DATE=1/29/2000
TYPE=CORRESPONDENT REPORT
TITLE=CHINA - SCHOLAR (L)
NUMBER=2-258554
BYLINE=ROGER WILKISON
DATELINE=BEIJING
CONTENT=
VOICED AT:
INTRO: A Chinese researcher based in the United
States has been freed by Chinese authorities and sent
back to America after being detained for nearly six
months on charges of smuggling state secrets out of
China. VOA correspondent Roger Wilkison reports U-S
legislators and academics mounted a strong campaign
for the release of Song Yongyi, saying his continued
detention could affect an upcoming vote in the U-S
Congress on Beijing's trade relations with Washington.
TEXT: Western diplomats in Beijing say they have no
doubt that Mr. Song's release Friday was a gesture by
Chinese authorities ahead of the Congressional vote
later this year on whether or not China should enjoy
permanent normal trading status in the United States.

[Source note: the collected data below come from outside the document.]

impl SearchEngine {
    pub fn new(
        primary: Arc<dyn PrimaryStore>,
        backup: Arc<dyn BackupProvider>,
        catalogs: Arc<dyn CatalogProvider>,
        vector: Arc<dyn VectorSearch>,
    ) -> Self {
        Self {
            primary,
            backup,
            catalogs,
            vector,
            resolver: PathResolver::default(),
            settings: SearchSettings::default(),
            clip_top_k: 300,
        }
    }

    pub fn with_resolver(mut self, resolver: PathResolver) -> Self {
        self.resolver = resolver;
        self
    }

    pub fn with_settings(mut self, settings: SearchSettings) -> Self {
        self.settings = settings;
        self
    }

    pub fn with_clip_top_k(mut self, k: usize) -> Self {
        self.clip_top_k = k;
        self
    }

    /// Wire up the Elasticsearch store, file-backed backup corpora and
    /// catalogs, and the configured vector backend.
    pub fn from_config(config: &Config) -> Result<Self> {
        let primary = ElasticStore::new(&config.primary)?;
        let backup = FileBackup::new(&config.backup);
        let catalogs = FileCatalogs::load(&config.catalog);
        let vector: Arc<dyn VectorSearch> = Arc::from(create_vector_search(&config.vector)?);
        let resolver = PathResolver::new(
            config.catalog.image_url_template.clone(),
            config.catalog.video_url_template.clone(),
        );

        Ok(Self::new(Arc::new(primary), Arc::new(backup), Arc::new(catalogs), vector)
            .with_resolver(resolver)
            .with_settings(config.retrieval.search_settings())
            .with_clip_top_k(config.retrieval.clip_top_k))
    }

    fn client(&self) -> ModalitySearchClient<'_> {
        ModalitySearchClient::new(
            self.primary.as_ref(),
            self.backup.as_ref(),
            self.catalogs.as_ref(),
            &self.resolver,
            self.settings.clone(),
        )
    }

    /// Run every requested modality and fuse the results.
    pub async fn search(&self, request: &SearchRequest) -> Result<FusedResponse> {
        let date_filter = DateFilter::new(
            request.publish_day,
            request.publish_month,
            request.publish_year,
        )?;

        let backup_only = request.backup_only;
        let object_query = active(&request.object)
            .map(|label| ObjectQuery::new(label, &request.operator, request.value));
        let text = |query: &Option<String>| active(query).map(|q| ModalityQuery::Text(q.to_string()));

        let clip = self.visual(Modality::Clip, active(&request.clip));
        let image = self.visual(Modality::Image, active(&request.image_url));
        let ocr = self.run_modality(Modality::Ocr, text(&request.ocr), backup_only);
        let asr = self.run_modality(Modality::Asr, text(&request.asr), backup_only);

        let (clip, image, ocr, asr, object) = if request.object_as_filter {
            let (clip, image, ocr, asr) = tokio::join!(clip, image, ocr, asr);
            let clip = clip?;
            let object = match object_query {
                Some(query) if !clip.is_empty() => {
                    let query = query.restricted_to(locators_of(&clip));
                    self.run_modality(Modality::Object, Some(ModalityQuery::Object(query)), backup_only)
                        .await
                }
                Some(_) => {
                    tracing::debug!("object filter requested without visual hits; object results empty");
                    Vec::new()
                }
                None => Vec::new(),
            };
            (clip, image, ocr, asr, object)
        } else {
            let object = self.run_modality(
                Modality::Object,
                object_query.map(ModalityQuery::Object),
                backup_only,
            );
            let (clip, image, ocr, asr, object) = tokio::join!(clip, image, ocr, asr, object);
            (clip?, image, ocr, asr, object)
        };
        let image = image?;

        let mut fused = fuse([
            (Modality::Clip, clip),
            (Modality::Ocr, ocr),
            (Modality::Object, object),
            (Modality::Asr, asr),
            (Modality::Image, image),
        ]);

        if !date_filter.is_empty() {
            let metadata = self.catalogs.video_metadata();
            fused = fused.map_each(|modality, hits| {
                by_publish_date(hits, modality, &date_filter, &metadata)
            });
        }

        tracing::info!(
            clip = fused.clip.len(),
            ocr = fused.ocr.len(),
            object = fused.object.len(),
            asr = fused.asr.len(),
            image = fused.image.len(),
            "search completed"
        );
        Ok(fused)
    }

    /// Image→vector search on its own. An empty result is returned as such;
    /// callers decide whether that is "not found".
    pub async fn similar_images(&self, image_ref: &str) -> Result<Vec<ResolvedHit>> {
        let image_ref = image_ref.trim();
        if image_ref.is_empty() {
            anyhow::bail!("image_path must not be empty");
        }
        self.visual(Modality::Image, Some(image_ref)).await
    }

    /// One text or object modality, on the blocking pool. A failed task
    /// yields no hits for that modality only.
    async fn run_modality(
        &self,
        modality: Modality,
        query: Option<ModalityQuery>,
        backup_only: bool,
    ) -> Vec<ResolvedHit> {
        let Some(query) = query else {
            return Vec::new();
        };
        let engine = self.clone();
        let handle = tokio::runtime::Handle::current();
        let task = tokio::task::spawn_blocking(move || {
            let client = engine.client();
            if backup_only {
                client.search_backup(modality, &query, None)
            } else {
                handle.block_on(client.search(modality, &query, None))
            }
        });

        match task.await {
            Ok(results) => {
                tracing::debug!(
                    %modality,
                    provenance = %results.provenance,
                    hits = results.hits.len(),
                    "modality search finished"
                );
                results.hits
            }
            Err(e) => {
                tracing::error!(%modality, error = %e, "modality search task failed");
                Vec::new()
            }
        }
    }

    async fn visual(&self, modality: Modality, query: Option<&str>) -> Result<Vec<ResolvedHit>> {
        let Some(query) = query else {
            return Ok(Vec::new());
        };
        let indices = match modality {
            Modality::Image => self.vector.search_image(query, self.clip_top_k).await,
            _ => self.vector.search_text(query, self.clip_top_k).await,
        }
        .with_context(|| format!("{} search failed", modality))?;

        let listing = self.catalogs.frame_listing();
        let catalogs = self.catalogs.catalogs();
        Ok(frames_for_indices(&indices, &listing)
            .into_iter()
            .filter_map(|hit| self.resolver.resolve_hit(hit, None, &catalogs))
            .collect())
    }
}
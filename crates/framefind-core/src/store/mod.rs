//! Collaborator interfaces for the retrieval engine.
//!
//! Search operations never reach into process-wide singletons. Each one is
//! handed the collaborators it needs:
//!
//! | Trait | Role |
//! |-------|------|
//! | [`PrimaryStore`] | Indexed, network-accessible text/object search |
//! | [`BackupProvider`] | Read-only snapshot per modality, used on fallback |
//! | [`CatalogProvider`] | Media catalogs, frame listing, per-video metadata |
//! | [`VectorSearch`] | Opaque visual-semantic nearest-neighbour search |
//!
//! Implementations must be `Send + Sync`; snapshots are handed out as `Arc`s
//! so a reload replaces the whole value and in-flight readers keep the one
//! they started with.

pub mod memory;

use anyhow::Result;
use async_trait::async_trait;
use serde_json::Value;
use std::collections::HashMap;
use std::sync::Arc;

use crate::align::FrameListing;
use crate::models::{Modality, ObjectQuery, RawHit, VideoMetadata};
use crate::resolve::Catalogs;

/// A document returned by the primary store.
#[derive(Debug, Clone, PartialEq)]
pub struct StoredHit {
    /// The stored document body.
    pub source: Value,
    /// Relevance score, when the store ranks results.
    pub score: Option<f64>,
}

impl StoredHit {
    pub fn new(source: Value, score: Option<f64>) -> Self {
        Self { source, score }
    }
}

/// Result of one primary-store call.
///
/// Transport failures are folded into [`PrimaryOutcome::Unavailable`] instead
/// of an error so the fallback decision is an ordinary branch.
#[derive(Debug, Clone, PartialEq)]
pub enum PrimaryOutcome {
    /// Relevance-ranked hits, possibly empty.
    Hits(Vec<StoredHit>),
    /// The store could not be reached or answered with an error.
    Unavailable(String),
}

impl PrimaryOutcome {
    /// Empty results and unavailability both trigger the backup corpus.
    pub fn needs_fallback(&self) -> bool {
        match self {
            PrimaryOutcome::Hits(hits) => hits.is_empty(),
            PrimaryOutcome::Unavailable(_) => true,
        }
    }
}

/// The authoritative indexed store.
///
/// Calls must be bounded by the store's own request timeout; a timeout is
/// reported as [`PrimaryOutcome::Unavailable`].
#[async_trait]
pub trait PrimaryStore: Send + Sync {
    /// Full-text match of `query` against the modality's text field.
    async fn match_text(&self, modality: Modality, query: &str, limit: usize) -> PrimaryOutcome;

    /// Label equality AND count comparison AND optional locator restriction.
    async fn match_objects(&self, query: &ObjectQuery, limit: usize) -> PrimaryOutcome;
}

/// Immutable, ordered snapshot of one modality's index.
#[derive(Debug, Clone, Default)]
pub struct BackupCorpus {
    hits: Vec<RawHit>,
}

impl BackupCorpus {
    pub fn new(hits: Vec<RawHit>) -> Self {
        Self { hits }
    }

    /// Decode raw snapshot records, skipping any that do not fit the modality.
    pub fn from_records(modality: Modality, records: Vec<Value>) -> Self {
        let total = records.len();
        let hits: Vec<RawHit> = records
            .into_iter()
            .filter_map(|record| match RawHit::decode(modality, record) {
                Ok(hit) => Some(hit),
                Err(e) => {
                    tracing::debug!(%modality, error = %e, "skipping undecodable backup record");
                    None
                }
            })
            .collect();
        if hits.len() < total {
            tracing::warn!(
                %modality,
                kept = hits.len(),
                skipped = total - hits.len(),
                "backup corpus contained undecodable records"
            );
        }
        Self { hits }
    }

    pub fn hits(&self) -> &[RawHit] {
        &self.hits
    }

    pub fn len(&self) -> usize {
        self.hits.len()
    }

    pub fn is_empty(&self) -> bool {
        self.hits.is_empty()
    }
}

/// Supplies backup corpora, loading lazily and caching for the process.
pub trait BackupProvider: Send + Sync {
    /// The current snapshot for `modality`; empty when none is available.
    fn corpus(&self, modality: Modality) -> Arc<BackupCorpus>;
}

/// Supplies catalogs, the frame listing, and per-video metadata.
pub trait CatalogProvider: Send + Sync {
    fn catalogs(&self) -> Arc<Catalogs>;
    fn frame_listing(&self) -> Arc<FrameListing>;
    fn video_metadata(&self) -> Arc<HashMap<String, VideoMetadata>>;
}

/// Visual-semantic nearest-neighbour search over the frame corpus.
///
/// Returns ranked corpus indices, resolved through the [`FrameListing`].
#[async_trait]
pub trait VectorSearch: Send + Sync {
    async fn search_text(&self, query: &str, k: usize) -> Result<Vec<usize>>;
    async fn search_image(&self, image_ref: &str, k: usize) -> Result<Vec<usize>>;
}
//! HTTP server.
//!
//! # Endpoints
//!
//! | Method | Path | Description |
//! |--------|------|-------------|
//! | `POST` | `/app/search` | Combined multi-modal search |
//! | `POST` | `/app/search-image-similar` | Visual neighbours of one image |
//! | `GET`  | `/health` | Health check (returns version) |
//!
//! # Error Contract
//!
//! ```json
//! { "error": { "code": "bad_request", "message": "invalid date provided: ..." } }
//! ```
//!
//! Error codes: `bad_request` (400), `not_found` (404), `internal` (500).
//!
//! All origins, methods, and headers are permitted.

use axum::{
    extract::State,
    http::StatusCode,
    response::{IntoResponse, Response},
    routing::{get, post},
    Json, Router,
};
use serde::{Deserialize, Serialize};
use std::sync::Arc;
use tower_http::cors::{Any, CorsLayer};

use framefind_core::filter::FilterError;
use framefind_core::fusion::FusedResponse;
use framefind_core::models::ResolvedHit;

use crate::config::Config;
use crate::pipeline::{SearchEngine, SearchRequest};

#[derive(Clone)]
struct AppState {
    engine: Arc<SearchEngine>,
}

/// Build the engine from `config` and serve on `[server].bind` until the
/// process is terminated.
pub async fn run_server(config: &Config) -> anyhow::Result<()> {
    let engine = Arc::new(SearchEngine::from_config(config)?);
    let listener = tokio::net::TcpListener::bind(&config.server.bind).await?;
    tracing::info!(bind = %config.server.bind, "framefind server listening");
    axum::serve(listener, router(engine)).await?;
    Ok(())
}

/// The application router, separate from binding so it can be served on any
/// listener.
pub fn router(engine: Arc<SearchEngine>) -> Router {
    let cors = CorsLayer::new()
        .allow_origin(Any)
        .allow_methods(Any)
        .allow_headers(Any);

    Router::new()
        .route("/app/search", post(handle_search))
        .route("/app/search-image-similar", post(handle_similar))
        .route("/health", get(handle_health))
        .layer(cors)
        .with_state(AppState { engine })
}

// ============ Error response ============

#[derive(Serialize)]
struct ErrorBody {
    error: ErrorDetail,
}

#[derive(Serialize)]
struct ErrorDetail {
    code: String,
    message: String,
}

struct AppError {
    status: StatusCode,
    code: String,
    message: String,
}

impl IntoResponse for AppError {
    fn into_response(self) -> Response {
        let body = ErrorBody {
            error: ErrorDetail {
                code: self.code,
                message: self.message,
            },
        };
        (self.status, Json(body)).into_response()
    }
}

fn bad_request(message: impl Into<String>) -> AppError {
    AppError {
        status: StatusCode::BAD_REQUEST,
        code: "bad_request".to_string(),
        message: message.into(),
    }
}

fn not_found(message: impl Into<String>) -> AppError {
    AppError {
        status: StatusCode::NOT_FOUND,
        code: "not_found".to_string(),
        message: message.into(),
    }
}

fn internal(message: impl Into<String>) -> AppError {
    AppError {
        status: StatusCode::INTERNAL_SERVER_ERROR,
        code: "internal".to_string(),
        message: message.into(),
    }
}

/// Invalid filter input is the caller's fault; everything else is ours.
fn classify(err: anyhow::Error) -> AppError {
    if let Some(filter_err) = err.downcast_ref::<FilterError>() {
        return bad_request(filter_err.to_string());
    }
    tracing::error!(error = %format!("{:#}", err), "request failed");
    internal(format!("{:#}", err))
}

// ============ GET /health ============

#[derive(Serialize)]
struct HealthResponse {
    status: String,
    version: String,
}

async fn handle_health() -> Json<HealthResponse> {
    Json(HealthResponse {
        status: "ok".to_string(),
        version: env!("CARGO_PKG_VERSION").to_string(),
    })
}

// ============ POST /app/search ============

async fn handle_search(
    State(state): State<AppState>,
    Json(request): Json<SearchRequest>,
) -> Result<Json<FusedResponse>, AppError> {
    let fused = state.engine.search(&request).await.map_err(classify)?;
    Ok(Json(fused))
}

// ============ POST /app/search-image-similar ============

#[derive(Deserialize)]
struct SimilarRequest {
    image_path: String,
}

#[derive(Serialize)]
struct SimilarResponse {
    similar_images: Vec<ResolvedHit>,
}

async fn handle_similar(
    State(state): State<AppState>,
    Json(request): Json<SimilarRequest>,
) -> Result<Json<SimilarResponse>, AppError> {
    if request.image_path.trim().is_empty() {
        return Err(bad_request("image_path must not be empty"));
    }
    let similar_images = state
        .engine
        .similar_images(&request.image_path)
        .await
        .map_err(classify)?;
    if similar_images.is_empty() {
        return Err(not_found("No similar images found"));
    }
    Ok(Json(SimilarResponse { similar_images }))
}
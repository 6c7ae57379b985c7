//! Tracing subscriber setup.
//!
//! `RUST_LOG` overrides the configured level. Output goes to stderr so that
//! CLI commands can print JSON results on stdout.

use anyhow::Result;
use tracing_subscriber::layer::SubscriberExt;
use tracing_subscriber::util::SubscriberInitExt;
use tracing_subscriber::{fmt, EnvFilter};

use crate::config::LoggingConfig;

/// Install the global subscriber. Call once, before any work starts.
pub fn init_logging(config: &LoggingConfig) -> Result<()> {
    let env_filter =
        EnvFilter::try_from_default_env().or_else(|_| EnvFilter::try_new(&config.level))?;

    let registry = tracing_subscriber::registry().with(env_filter);
    if config.json {
        registry
            .with(
                fmt::layer()
                    .json()
                    .with_writer(std::io::stderr)
                    .with_target(true)
                    .with_current_span(true)
                    .flatten_event(true),
            )
            .try_init()?;
    } else {
        registry
            .with(
                fmt::layer()
                    .with_writer(std::io::stderr)
                    .with_target(true)
                    .with_ansi(false),
            )
            .try_init()?;
    }

    tracing::debug!(level = %config.level, json = config.json, "logging initialized");
    Ok(())
}
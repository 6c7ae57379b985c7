//! Visual-semantic search backends.
//!
//! The embedding model lives outside this process. A backend only returns
//! ranked corpus indices; [`frames_for_indices`] turns them into frame
//! records through the id-map frame listing.
//!
//! | Provider | Behaviour |
//! |----------|-----------|
//! | `disabled` | Every call fails with a configuration error |
//! | `http` | `POST {endpoint}` with `{"query", "k"}` or `{"image_url", "k"}`, reads `{"indices": [...]}` |

use std::time::Duration;

use anyhow::{bail, Context, Result};
use async_trait::async_trait;
use serde::Deserialize;
use serde_json::{json, Value};

use framefind_core::align::FrameListing;
use framefind_core::models::RawHit;
use framefind_core::store::VectorSearch;

use crate::config::VectorConfig;

/// Build the backend named by `[vector].provider`.
pub fn create_vector_search(config: &VectorConfig) -> Result<Box<dyn VectorSearch>> {
    match config.provider.as_str() {
        "disabled" => Ok(Box::new(DisabledVectorSearch)),
        "http" => Ok(Box::new(HttpVectorSearch::new(config)?)),
        other => bail!("Unknown vector provider: {}", other),
    }
}

pub struct DisabledVectorSearch;

#[async_trait]
impl VectorSearch for DisabledVectorSearch {
    async fn search_text(&self, _query: &str, _k: usize) -> Result<Vec<usize>> {
        bail!("visual search is disabled; set [vector].provider in the config")
    }

    async fn search_image(&self, _image_ref: &str, _k: usize) -> Result<Vec<usize>> {
        bail!("visual search is disabled; set [vector].provider in the config")
    }
}

pub struct HttpVectorSearch {
    client: reqwest::Client,
    endpoint: String,
}

#[derive(Deserialize)]
struct IndicesResponse {
    indices: Vec<usize>,
}

impl HttpVectorSearch {
    pub fn new(config: &VectorConfig) -> Result<Self> {
        let endpoint = config
            .endpoint
            .clone()
            .ok_or_else(|| anyhow::anyhow!("vector.endpoint required for http provider"))?;
        let client = reqwest::Client::builder()
            .timeout(Duration::from_secs(config.timeout_secs))
            .build()
            .context("Failed to build vector search HTTP client")?;
        Ok(Self { client, endpoint })
    }

    async fn post(&self, body: Value) -> Result<Vec<usize>> {
        let response = self
            .client
            .post(&self.endpoint)
            .json(&body)
            .send()
            .await
            .with_context(|| format!("vector search request to {} failed", self.endpoint))?;

        let status = response.status();
        if !status.is_success() {
            let body_text = response.text().await.unwrap_or_default();
            bail!("vector search error {}: {}", status, body_text);
        }

        let parsed: IndicesResponse = response
            .json()
            .await
            .context("Invalid vector search response: expected {\"indices\": [...]}")?;
        Ok(parsed.indices)
    }
}

#[async_trait]
impl VectorSearch for HttpVectorSearch {
    async fn search_text(&self, query: &str, k: usize) -> Result<Vec<usize>> {
        if query.trim().is_empty() {
            bail!("query must not be empty");
        }
        self.post(json!({ "query": query, "k": k })).await
    }

    async fn search_image(&self, image_ref: &str, k: usize) -> Result<Vec<usize>> {
        if image_ref.trim().is_empty() {
            bail!("image reference must not be empty");
        }
        self.post(json!({ "image_url": image_ref, "k": k })).await
    }
}

/// Map ranked corpus indices to frame hits, keeping rank order.
pub fn frames_for_indices(indices: &[usize], listing: &FrameListing) -> Vec<RawHit> {
    let mut missing = 0usize;
    let hits: Vec<RawHit> = indices
        .iter()
        .filter_map(|idx| match listing.get(*idx) {
            Some(record) => Some(RawHit::Frame(record.clone())),
            None => {
                missing += 1;
                None
            }
        })
        .collect();
    if missing > 0 {
        tracing::warn!(missing, "vector search returned indices absent from the id map");
    }
    hits
}

#[cfg(test)]
mod tests {
    use super::*;
    use framefind_core::models::{FrameLocator, FrameRecord};
    use serde_json::Map;

    fn frame(video: &str, frame_id: u64) -> FrameRecord {
        FrameRecord {
            video_id: video.to_string(),
            frame_id,
            video_folder: None,
            extra: Map::new(),
        }
    }

    #[test]
    fn test_indices_map_in_rank_order() {
        let listing = FrameListing::from_ordered(vec![frame("V1", 0), frame("V1", 5), frame("V2", 9)]);
        let hits = frames_for_indices(&[2, 7, 0], &listing);
        let locators: Vec<FrameLocator> = hits.iter().filter_map(|h| h.locator()).collect();
        assert_eq!(locators, vec![FrameLocator::new("V2", 9), FrameLocator::new("V1", 0)]);
    }

    #[tokio::test]
    async fn test_disabled_backend_errors() {
        let backend = create_vector_search(&VectorConfig::default()).unwrap();
        assert!(backend.search_text("a dog", 10).await.is_err());
        assert!(backend.search_image("http://img", 10).await.is_err());
    }

    #[test]
    fn test_http_backend_requires_endpoint() {
        let config = VectorConfig {
            provider: "http".to_string(),
            endpoint: None,
            timeout_secs: 5,
        };
        assert!(create_vector_search(&config).is_err());
    }
}
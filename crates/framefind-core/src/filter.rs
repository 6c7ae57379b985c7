//! Post-retrieval filters.
//!
//! - [`restrict_to_locators`] scopes one modality's hits to `(video, frame)`
//!   pairs surfaced by another (object detections refined by a visual search).
//! - [`by_publish_date`] keeps hits whose owning video was published on a
//!   matching day/month/year. Hits whose video has no metadata are dropped.

use chrono::{Datelike, NaiveDate};
use std::collections::{HashMap, HashSet};
use thiserror::Error;

use crate::models::{FrameLocator, Modality, RawHit, ResolvedHit, VideoMetadata};

/// Invalid filter input supplied by the caller.
#[derive(Debug, Error, PartialEq, Eq)]
pub enum FilterError {
    #[error("invalid date provided: {0}")]
    InvalidDate(String),
}

/// Anything that may carry a [`FrameLocator`] and an owning video.
pub trait Locatable {
    fn locator(&self) -> Option<FrameLocator>;
    fn owning_video(&self) -> &str;
}

impl Locatable for RawHit {
    fn locator(&self) -> Option<FrameLocator> {
        RawHit::locator(self)
    }

    fn owning_video(&self) -> &str {
        self.video_id()
    }
}

impl Locatable for ResolvedHit {
    fn locator(&self) -> Option<FrameLocator> {
        self.hit.locator()
    }

    fn owning_video(&self) -> &str {
        self.hit.video_id()
    }
}

impl<T: Locatable, S> Locatable for (T, S) {
    fn locator(&self) -> Option<FrameLocator> {
        self.0.locator()
    }

    fn owning_video(&self) -> &str {
        self.0.owning_video()
    }
}

/// Keep only hits whose locator is in `allowed`, preserving order.
///
/// Hits without a locator never pass.
pub fn restrict_to_locators<T: Locatable>(hits: Vec<T>, allowed: &HashSet<FrameLocator>) -> Vec<T> {
    hits.into_iter().filter(|hit| is_allowed(hit, allowed)).collect()
}

/// True if `hit` carries a locator that is in `allowed`.
pub fn is_allowed<T: Locatable>(hit: &T, allowed: &HashSet<FrameLocator>) -> bool {
    hit.locator().is_some_and(|loc| allowed.contains(&loc))
}

/// Locators of a result set, e.g. the visual-search hits used to scope an
/// object query.
pub fn locators_of<T: Locatable>(hits: &[T]) -> HashSet<FrameLocator> {
    hits.iter().filter_map(Locatable::locator).collect()
}

/// Day/month/year constraint on a publish date. Absent components match
/// anything.
#[derive(Debug, Clone, Copy, Default, PartialEq, Eq)]
pub struct DateFilter {
    day: Option<u32>,
    month: Option<u32>,
    year: Option<i32>,
}

impl DateFilter {
    /// Validate the supplied components.
    ///
    /// Each component must be in range, and together they must name a real
    /// calendar date. A missing year is checked against a leap year so that
    /// `day=29, month=2` alone is accepted.
    pub fn new(day: Option<u32>, month: Option<u32>, year: Option<i32>) -> Result<Self, FilterError> {
        if let Some(d) = day {
            if !(1..=31).contains(&d) {
                return Err(FilterError::InvalidDate(format!("day {} out of range", d)));
            }
        }
        if let Some(m) = month {
            if !(1..=12).contains(&m) {
                return Err(FilterError::InvalidDate(format!("month {} out of range", m)));
            }
        }
        if let Some(y) = year {
            if !(1..=9999).contains(&y) {
                return Err(FilterError::InvalidDate(format!("year {} out of range", y)));
            }
        }

        let probe_year = year.unwrap_or(2000);
        let probe_month = month.unwrap_or(1);
        let probe_day = day.unwrap_or(1);
        if NaiveDate::from_ymd_opt(probe_year, probe_month, probe_day).is_none() {
            return Err(FilterError::InvalidDate(format!(
                "{:02}/{:02}/{} is not a calendar date",
                probe_day, probe_month, probe_year
            )));
        }

        Ok(Self { day, month, year })
    }

    /// True when no component was supplied.
    pub fn is_empty(&self) -> bool {
        self.day.is_none() && self.month.is_none() && self.year.is_none()
    }

    pub fn matches(&self, date: NaiveDate) -> bool {
        self.day.map_or(true, |d| date.day() == d)
            && self.month.map_or(true, |m| date.month() == m)
            && self.year.map_or(true, |y| date.year() == y)
    }
}

/// Keep hits whose video's publish date satisfies `filter`.
///
/// Fails closed: a hit whose video has no metadata entry is dropped.
pub fn by_publish_date(
    hits: Vec<ResolvedHit>,
    modality: Modality,
    filter: &DateFilter,
    metadata: &HashMap<String, VideoMetadata>,
) -> Vec<ResolvedHit> {
    let before = hits.len();
    let kept: Vec<ResolvedHit> = hits
        .into_iter()
        .filter(|hit| match metadata.get(hit.owning_video()) {
            Some(meta) => filter.matches(meta.publish_date),
            None => false,
        })
        .collect();
    tracing::debug!(%modality, before, after = kept.len(), "publish date filter applied");
    kept
}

China wants the Congress to stop reviewing its low-
tariff trading privileges on an annual basis and grant
it those rights permanently as part of a deal that
will allow Beijing to join the World Trade
Organization.
A pro-trade congressional delegation that visited
Beijing earlier this month urged Chinese President
Jiang Zemin to release Mr. Song and remove an obstacle
to improving US-China relations. More than 100 China
scholars in the United States and elsewhere also
appealed for Mr. Song's freedom.
Mr. Song was put aboard a Detroit-bound flight
Saturday morning.
The 50-year-old researcher is a librarian at Dickinson
College in the U-S state of Pennsylvania. He is also
an expert on China's chaotic Cultural Revolution in
the 1960's and 1970's, when supreme leader Mao Zedong
unleashed a wave of violence against his enemies in
the Communist Party and sought to stir up
revolutionary zeal. His associates say Mr. Song was
collecting publications from that period for his
research when he was detained by Chinese authorities
last August. In December, Mr. Song was formally
arrested on charges of smuggling state secrets out of
the country.
Earlier this week, a Chinese spokesman said Mr. Song
had sent 320 kilograms of documents containing secrets
out of China. The spokesman said Mr. Song had -in his
words- confessed everything and would face criminal
proceedings. Under China's vaguely worded state
secrets law, anything not published in the official
news media or disclosed by a government or party
officials can be labeled a state secret.
The Cultural Revolution still remains a sensitive
subject for the Chinese government. At a time when it
is seeking to shore up its authority, the Communist
Party has been reluctant to allow any debate on Mao
Zedong's excesses during the final years of his life.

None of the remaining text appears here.